Noting the phrase conveys authorization data provided by domain controllers (DCs) , what DC is being used to generate the Kerberos ticket? To answer that, think through the ticket granting steps:

  1. What identity is used to request a ticket from the DC (remember the DC is also the KDC)? The SPN account.
  2. What is the SPN account for a web application? The web app’s application pool identity.
  3. What is the application pool identity? admin\AppPool1.
  4. What DC is contacted? The first DC in the admin.contoso.com domain that responds to the request.

And now one final question:

  1. Which domain contains the domain local group and SharePoint farm? prod.contoso.com.

The light bulb comes on! The service account (admin\AppPool1) is in a different domain from the users and SharePoint farm. The DC in the admin domain that generates the Kerberos ticket has no knowledge of domain local groups in the prod domain, since by definition, domain local groups are scoped to the local domain. The Kerberos ticket presented to SharePoint lacks the SIDs of the prod domain local groups, hence access is denied.

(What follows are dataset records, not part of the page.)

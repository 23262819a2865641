mod handlers;
mod relayer;
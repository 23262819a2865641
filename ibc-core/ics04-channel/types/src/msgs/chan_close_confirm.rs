use ibc_core_client_types::Height;
use ibc_core_commitment_types::commitment::CommitmentProofBytes;
use ibc_core_host_types::identifiers::{ChannelId, PortId};
use ibc_primitives::prelude::*;
use ibc_primitives::Signer;
use ibc_proto::ibc::core::channel::v1::MsgChannelCloseConfirm as RawMsgChannelCloseConfirm;
use ibc_proto::Protobuf;

use crate::error::ChannelError;

pub const CHAN_CLOSE_CONFIRM_TYPE_URL: &str = "/ibc.core.channel.v1.MsgChannelCloseConfirm";

/// Closes a channel end on chain B given a proof that chain A's end is
/// CLOSED.
#[derive(Clone, Debug, PartialEq, Eq)]
pub struct MsgChannelCloseConfirm {
    pub port_id_on_b: PortId,
    pub chan_id_on_b: ChannelId,
    pub proof_chan_end_on_a: CommitmentProofBytes,
    pub proof_height_on_a: Height,
    pub signer: Signer,
}

impl Protobuf<RawMsgChannelCloseConfirm> for MsgChannelCloseConfirm {}

impl TryFrom<RawMsgChannelCloseConfirm> for MsgChannelCloseConfirm {
    type Error = ChannelError;

    fn try_from(raw_msg: RawMsgChannelCloseConfirm) -> Result<Self, Self::Error> {
        if raw_msg.counterparty_upgrade_sequence != 0 {
            return Err(ChannelError::UnsupportedChannelUpgradeSequence);
        }

        Ok(MsgChannelCloseConfirm {
            port_id_on_b: raw_msg.port_id.parse()?,
            chan_id_on_b: raw_msg.channel_id.parse()?,
            proof_chan_end_on_a: raw_msg
                .proof_init
                .try_into()
                .map_err(ChannelError::InvalidProof)?,
            proof_height_on_a: raw_msg
                .proof_height
                .and_then(|raw_height| raw_height.try_into().ok())
                .ok_or(ChannelError::MissingProofHeight)?,
            signer: raw_msg.signer.into(),
        })
    }
}

impl From<MsgChannelCloseConfirm> for RawMsgChannelCloseConfirm {
    fn from(domain_msg: MsgChannelCloseConfirm) -> Self {
        RawMsgChannelCloseConfirm {
            port_id: domain_msg.port_id_on_b.to_string(),
            channel_id: domain_msg.chan_id_on_b.to_string(),
            proof_init: domain_msg.proof_chan_end_on_a.into(),
            proof_height: Some(domain_msg.proof_height_on_a.into()),
            signer: domain_msg.signer.to_string(),
            counterparty_upgrade_sequence: 0,
        }
    }
}
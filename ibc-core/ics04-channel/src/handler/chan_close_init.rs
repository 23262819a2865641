//! Protocol logic specific to ICS4 messages of type `MsgChannelCloseInit`.
use ibc_core_channel_types::channel::State;
use ibc_core_channel_types::events::CloseInit;
use ibc_core_channel_types::msgs::MsgChannelCloseInit;
use ibc_core_client::context::prelude::*;
use ibc_core_handler_types::error::ContextError;
use ibc_core_handler_types::events::{IbcEvent, MessageEvent};
use ibc_core_host::types::path::ChannelEndPath;
use ibc_core_host::{ExecutionContext, ValidationContext};
use ibc_core_router::module::Module;
use ibc_primitives::prelude::*;

use super::verify_connection_open;

pub fn chan_close_init_validate<ValCtx>(
    ctx_a: &ValCtx,
    module: &dyn Module,
    msg: MsgChannelCloseInit,
) -> Result<(), ContextError>
where
    ValCtx: ValidationContext,
{
    validate(ctx_a, &msg)?;

    module.on_chan_close_init_validate(&msg.port_id_on_a, &msg.chan_id_on_a)?;

    Ok(())
}

pub fn chan_close_init_execute<ExecCtx>(
    ctx_a: &mut ExecCtx,
    module: &mut dyn Module,
    msg: MsgChannelCloseInit,
) -> Result<(), ContextError>
where
    ExecCtx: ExecutionContext,
{
    let extras = module.on_chan_close_init_execute(&msg.port_id_on_a, &msg.chan_id_on_a)?;
    let chan_end_path_on_a = ChannelEndPath::new(&msg.port_id_on_a, &msg.chan_id_on_a);
    let chan_end_on_a = ctx_a.channel_end(&chan_end_path_on_a)?;

    // state changes
    {
        let mut new_chan_end_on_a = chan_end_on_a.clone();
        new_chan_end_on_a.set_state(State::Closed);

        ctx_a.store_channel(&chan_end_path_on_a, new_chan_end_on_a)?;
    }

    // emit events and logs
    {
        ctx_a.log_message(format!(
            "success: channel close init: {}/{} is CLOSED",
            msg.port_id_on_a, msg.chan_id_on_a
        ))?;

        let core_event = IbcEvent::CloseInitChannel(CloseInit::new(
            msg.port_id_on_a.clone(),
            msg.chan_id_on_a.clone(),
            chan_end_on_a.counterparty().port_id().clone(),
            chan_end_on_a.counterparty().channel_id().cloned(),
            chan_end_on_a.connection_hops()[0].clone(),
            chan_end_on_a.version().clone(),
        ));
        ctx_a.emit_ibc_event(IbcEvent::Message(MessageEvent::Channel))?;
        ctx_a.emit_ibc_event(core_event)?;

        for module_event in extras.events {
            ctx_a.emit_ibc_event(IbcEvent::Module(module_event))?;
        }

        for log_message in extras.log {
            ctx_a.log_message(log_message)?;
        }
    }

    Ok(())
}

fn validate<Ctx>(ctx_a: &Ctx, msg: &MsgChannelCloseInit) -> Result<(), ContextError>
where
    Ctx: ValidationContext,
{
    ctx_a.validate_message_signer(&msg.signer)?;

    let chan_end_path_on_a = ChannelEndPath::new(&msg.port_id_on_a, &msg.chan_id_on_a);
    let chan_end_on_a = ctx_a.channel_end(&chan_end_path_on_a)?;

    // CLOSED is terminal.
    chan_end_on_a.verify_not_closed()?;
    chan_end_on_a.verify_connection_hops_length()?;

    let conn_id_on_a = &chan_end_on_a.connection_hops()[0];
    let conn_end_on_a = ctx_a.connection_end(conn_id_on_a)?;

    verify_connection_open(conn_id_on_a, &conn_end_on_a)?;

    let client_id_on_a = conn_end_on_a.client_id();
    let client_val_ctx_a = ctx_a.get_client_validation_context();
    let client_state_of_b_on_a = client_val_ctx_a.client_state(client_id_on_a)?;

    client_state_of_b_on_a
        .status(client_val_ctx_a, client_id_on_a)?
        .verify_is_active()?;

    Ok(())
}
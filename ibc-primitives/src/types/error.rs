//! Foundational error types that are applicable across the workspace.

use alloc::string::{String, ToString};

use displaydoc::Display;

use tendermint_proto::Error as ProtoError;

/// Causes of decoding failures
#[derive(Debug, Display)]
pub enum DecodingError {
    /// invalid identifier error: `{0}`
    InvalidIdentifier(String),
    /// invalid field: `{0}`
    InvalidField(String),
    /// invalid hash length: expected `{expected}`, actual `{actual}`
    InvalidHashLength { expected: usize, actual: usize },
    /// missing field: `{0}`
    MissingField(String),
    /// mismatched type URLs: expected `{expected}`, actual `{actual}`
    MismatchedTypeUrls { expected: String, actual: String },
    /// unknown type URL: `{0}`
    UnknownTypeUrl(String),
    /// failed to decode proto value: `{description}`
    FailedToDecodeProto { description: String },
}

impl DecodingError {
    pub fn missing_field(field: &str) -> Self {
        Self::MissingField(field.to_string())
    }
}

impl From<ProtoError> for DecodingError {
    fn from(e: ProtoError) -> Self {
        Self::FailedToDecodeProto {
            description: e.to_string(),
        }
    }
}

impl From<prost::DecodeError> for DecodingError {
    fn from(e: prost::DecodeError) -> Self {
        Self::FailedToDecodeProto {
            description: e.to_string(),
        }
    }
}

#[cfg(feature = "std")]
impl std::error::Error for DecodingError {}
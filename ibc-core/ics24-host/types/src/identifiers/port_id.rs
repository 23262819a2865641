use core::str::FromStr;

use derive_more::{Display, Into};
use ibc_primitives::prelude::*;

use crate::error::IdentifierError;
use crate::validate::validate_port_identifier;

const TRANSFER_PORT_ID: &str = "transfer";

#[cfg_attr(feature = "serde", derive(serde::Serialize, serde::Deserialize))]
#[derive(Clone, Debug, PartialEq, Eq, PartialOrd, Ord, Hash, Into, Display)]
pub struct PortId(String);

impl PortId {
    pub fn new(id: String) -> Result<Self, IdentifierError> {
        Self::from_str(&id)
    }

    /// Infallible creation of the well-known transfer port
    pub fn transfer() -> Self {
        Self(TRANSFER_PORT_ID.to_string())
    }

    /// Get this identifier as a borrowed `&str`
    pub fn as_str(&self) -> &str {
        &self.0
    }

    /// Get this identifier as a borrowed byte slice
    pub fn as_bytes(&self) -> &[u8] {
        self.0.as_bytes()
    }
}

impl FromStr for PortId {
    type Err = IdentifierError;

    fn from_str(s: &str) -> Result<Self, Self::Err> {
        validate_port_identifier(s).map(|_| Self(s.to_string()))
    }
}

impl AsRef<str> for PortId {
    fn as_ref(&self) -> &str {
        self.0.as_str()
    }
}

How can this be resolved? That depends upon the existing investment in domain local groups and the organization’s security policies. Some possibilities are:

  1. Promote the domain local groups to universal groups. This may be painful if there are hundreds or thousands of domain local groups. Besides the logistics of group promotion, you have to consider the additional DC replication traffic, and the possibility of breaking other legacy applications depending upon domain local groups.
  2. Move the SPN service accounts to the same domain as the SharePoint farm. This allows continued use of domain local groups, but may violate the organization’s security model;  that is, the admin domain may be used for service accounts due to other security considerations. This approach has side effects, like the need to get exceptions for the SharePoint service accounts, the need to delete and recreate the SPNs, and the need to modify GPOs that control password changes.

PS:

Another interesting factor to consider. Testing access to a site needs to be done using the user account itself. The Effective Permissions feature in Site Settings does not acurately reflect permissions granted by group membership unless the user has actually visited the site since the last group membership change.